[PROBLEM TO WORK ON]: If a line in the entries includes "sqlx", show that line.

___ SUPPLIED RECORDS ___

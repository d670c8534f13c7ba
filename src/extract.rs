//! Text extraction for uploaded knowledge-base files.
//!
//! Two formats reach the core: plain UTF-8 text, and DOCX, whose paragraph
//! texts are extracted and joined with single spaces before being handed to
//! the store as one content string.

use std::io::Read;
use std::path::Path;
use thiserror::Error;

/// Maximum decompressed bytes read from a single ZIP entry (zip-bomb guard).
const MAX_XML_ENTRY_BYTES: u64 = 50 * 1024 * 1024;

/// Upload formats the extractor understands.
#[derive(Debug, Clone, Copy, PartialEq, Eq)]
pub enum SourceFormat {
    PlainText,
    Docx,
}

impl SourceFormat {
    /// Map a file extension to a format; `None` for unsupported types.
    pub fn from_path(path: &Path) -> Option<Self> {
        match path.extension().and_then(|e| e.to_str()) {
            Some("txt") | Some("md") | Some("text") => Some(SourceFormat::PlainText),
            Some("docx") => Some(SourceFormat::Docx),
            _ => None,
        }
    }
}

/// Extraction failure. The upload flow maps these to the invalid-file
/// outcome; nothing here panics.
#[derive(Debug, Error)]
pub enum ExtractError {
    #[error("file is not valid UTF-8 text")]
    InvalidUtf8,
    #[error("DOCX extraction failed: {0}")]
    Ooxml(String),
}

/// Extract plain text from uploaded bytes.
pub fn extract_text(bytes: &[u8], format: SourceFormat) -> Result<String, ExtractError> {
    match format {
        SourceFormat::PlainText => String::from_utf8(bytes.to_vec())
            .map_err(|_| ExtractError::InvalidUtf8),
        SourceFormat::Docx => extract_docx(bytes),
    }
}

/// Pull `word/document.xml` out of the DOCX archive and flatten its
/// paragraphs to a single space-joined string.
fn extract_docx(bytes: &[u8]) -> Result<String, ExtractError> {
    let mut archive = zip::ZipArchive::new(std::io::Cursor::new(bytes))
        .map_err(|e| ExtractError::Ooxml(e.to_string()))?;

    let entry = archive
        .by_name("word/document.xml")
        .map_err(|e| ExtractError::Ooxml(e.to_string()))?;

    let mut doc_xml = Vec::new();
    entry
        .take(MAX_XML_ENTRY_BYTES)
        .read_to_end(&mut doc_xml)
        .map_err(|e| ExtractError::Ooxml(e.to_string()))?;
    if doc_xml.len() as u64 >= MAX_XML_ENTRY_BYTES {
        return Err(ExtractError::Ooxml(
            "word/document.xml exceeds size limit".to_string(),
        ));
    }

    extract_paragraphs(&doc_xml)
}

/// Walk the document XML collecting `w:t` run text per `w:p` paragraph,
/// then join non-empty paragraphs with single spaces.
fn extract_paragraphs(xml: &[u8]) -> Result<String, ExtractError> {
    let mut reader = quick_xml::Reader::from_reader(xml);
    reader.config_mut().trim_text(false);

    let mut paragraphs: Vec<String> = Vec::new();
    let mut current = String::new();
    let mut in_text_run = false;
    let mut buf = Vec::new();

    loop {
        match reader.read_event_into(&mut buf) {
            Ok(quick_xml::events::Event::Start(e)) => {
                if e.local_name().as_ref() == b"t" {
                    in_text_run = true;
                }
            }
            Ok(quick_xml::events::Event::Text(t)) if in_text_run => {
                current.push_str(t.unescape().unwrap_or_default().as_ref());
            }
            Ok(quick_xml::events::Event::End(e)) => match e.local_name().as_ref() {
                b"t" => in_text_run = false,
                b"p" => {
                    let text = current.trim().to_string();
                    if !text.is_empty() {
                        paragraphs.push(text);
                    }
                    current.clear();
                }
                _ => {}
            },
            Ok(quick_xml::events::Event::Eof) => break,
            Err(e) => return Err(ExtractError::Ooxml(e.to_string())),
            _ => {}
        }
        buf.clear();
    }

    // A trailing paragraph without a closing tag should still count.
    let text = current.trim().to_string();
    if !text.is_empty() {
        paragraphs.push(text);
    }

    Ok(paragraphs.join(" "))
}
//! SQLite-backed [`KnowledgeStore`] implementation.
//!
//! A corpus replace runs as a single transaction (delete everything, then
//! insert the new document), so concurrent readers on the WAL-mode pool
//! see a consistent snapshot on either side of the commit.

use anyhow::Result;
use async_trait::async_trait;
use sqlx::{Row, SqlitePool};
use uuid::Uuid;

use crate::models::Document;

use super::KnowledgeStore;

/// SQLite implementation over a shared [`SqlitePool`].
pub struct SqliteStore {
    pool: SqlitePool,
}

impl SqliteStore {
    pub fn new(pool: SqlitePool) -> Self {
        Self { pool }
    }
}

fn row_to_document(row: &sqlx::sqlite::SqliteRow) -> Result<Document> {
    Ok(Document {
        id: row.try_get("id")?,
        content: row.try_get("content")?,
        created_at: row.try_get("created_at")?,
        updated_at: row.try_get("updated_at")?,
    })
}

#[async_trait]
impl KnowledgeStore for SqliteStore {
    async fn list(&self) -> Result<Vec<Document>> {
        let rows = sqlx::query(
            "SELECT id, content, created_at, updated_at FROM documents ORDER BY created_at, id",
        )
        .fetch_all(&self.pool)
        .await?;

        rows.iter().map(row_to_document).collect()
    }

    async fn replace_all(&self, content: &str) -> Result<Document> {
        let now = chrono::Utc::now().timestamp();
        let doc = Document {
            id: Uuid::new_v4().to_string(),
            content: content.to_string(),
            created_at: now,
            updated_at: now,
        };

        let mut tx = self.pool.begin().await?;

        sqlx::query("DELETE FROM documents").execute(&mut *tx).await?;

        sqlx::query(
            "INSERT INTO documents (id, content, created_at, updated_at) VALUES (?, ?, ?, ?)",
        )
        .bind(&doc.id)
        .bind(&doc.content)
        .bind(doc.created_at)
        .bind(doc.updated_at)
        .execute(&mut *tx)
        .await?;

        tx.commit().await?;
        Ok(doc)
    }

    async fn get(&self, id: &str) -> Result<Option<Document>> {
        let row = sqlx::query(
            "SELECT id, content, created_at, updated_at FROM documents WHERE id = ?",
        )
        .bind(id)
        .fetch_optional(&self.pool)
        .await?;

        row.as_ref().map(row_to_document).transpose()
    }

    async fn update(&self, id: &str, content: &str) -> Result<Option<Document>> {
        let now = chrono::Utc::now().timestamp();
        let result = sqlx::query("UPDATE documents SET content = ?, updated_at = ? WHERE id = ?")
            .bind(content)
            .bind(now)
            .bind(id)
            .execute(&self.pool)
            .await?;

        if result.rows_affected() == 0 {
            return Ok(None);
        }
        self.get(id).await
    }

    async fn delete(&self, id: &str) -> Result<bool> {
        let result = sqlx::query("DELETE FROM documents WHERE id = ?")
            .bind(id)
            .execute(&self.pool)
            .await?;
        Ok(result.rows_affected() > 0)
    }

    async fn delete_all(&self) -> Result<u64> {
        let result = sqlx::query("DELETE FROM documents")
            .execute(&self.pool)
            .await?;
        Ok(result.rows_affected())
    }
}
//! Extractive question-answering collaborator.
//!
//! The extractive backend sends `(question, context)` to a hosted
//! span-extraction model and receives the best answer span plus a
//! confidence score. The request/response shapes follow the hosted
//! inference convention for `question-answering` models.

use async_trait::async_trait;
use serde::{Deserialize, Serialize};
use std::time::Duration;

use crate::config::QaConfig;
use crate::error::CollaboratorError;

/// An answer span extracted from supplied context.
#[derive(Debug, Clone)]
pub struct QaAnswer {
    pub answer: String,
    pub confidence: Option<f64>,
}

/// Extractive question-answering service.
#[async_trait]
pub trait ExtractiveQa: Send + Sync {
    /// Extract the best answer span for `question` from `context`.
    async fn answer(&self, question: &str, context: &str) -> Result<QaAnswer, CollaboratorError>;
}

#[derive(Serialize)]
struct QaRequest<'a> {
    inputs: QaInputs<'a>,
}

#[derive(Serialize)]
struct QaInputs<'a> {
    question: &'a str,
    context: &'a str,
}

#[derive(Deserialize)]
struct QaResponse {
    answer: String,
    #[serde(default)]
    score: Option<f64>,
}

/// Client for a hosted extractive-QA endpoint.
///
/// If `QA_API_TOKEN` is present in the environment it is sent as a bearer
/// token; public inference endpoints work without it.
pub struct RemoteQa {
    client: reqwest::Client,
    endpoint: String,
    api_token: Option<String>,
    timeout_secs: u64,
}

impl RemoteQa {
    pub fn new(config: &QaConfig) -> anyhow::Result<Self> {
        let client = reqwest::Client::builder()
            .timeout(Duration::from_secs(config.timeout_secs))
            .build()?;

        Ok(Self {
            client,
            endpoint: config.endpoint.clone(),
            api_token: std::env::var("QA_API_TOKEN").ok(),
            timeout_secs: config.timeout_secs,
        })
    }
}

#[async_trait]
impl ExtractiveQa for RemoteQa {
    async fn answer(&self, question: &str, context: &str) -> Result<QaAnswer, CollaboratorError> {
        let body = QaRequest {
            inputs: QaInputs { question, context },
        };

        let mut request = self.client.post(&self.endpoint).json(&body);
        if let Some(token) = &self.api_token {
            request = request.bearer_auth(token);
        }

        let response = request
            .send()
            .await
            .map_err(|e| CollaboratorError::from_reqwest("qa", self.timeout_secs, e))?;

        let status = response.status();
        if !status.is_success() {
            let body_text = response.text().await.unwrap_or_default();
            return Err(CollaboratorError::Api {
                service: "qa",
                status: status.as_u16(),
                body: body_text,
            });
        }

        let parsed: QaResponse = response
            .json()
            .await
            .map_err(|e| CollaboratorError::Malformed {
                service: "qa",
                detail: e.to_string(),
            })?;

        Ok(QaAnswer {
            answer: parsed.answer,
            confidence: parsed.score,
        })
    }
}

___

[OUTPUT]:
use sqlx::{Row, SqlitePool};
fn row_to_document(row: &sqlx::sqlite::SqliteRow) -> Result<Document> {
        let rows = sqlx::query(
        sqlx::query("DELETE FROM documents").execute(&mut *tx).await?;
        sqlx::query(
        let row = sqlx::query(
        let result = sqlx::query("UPDATE documents SET content = ?, updated_at = ? WHERE id = ?")
        let result = sqlx::query("DELETE FROM documents WHERE id = ?")
        let result = sqlx::query("DELETE FROM documents")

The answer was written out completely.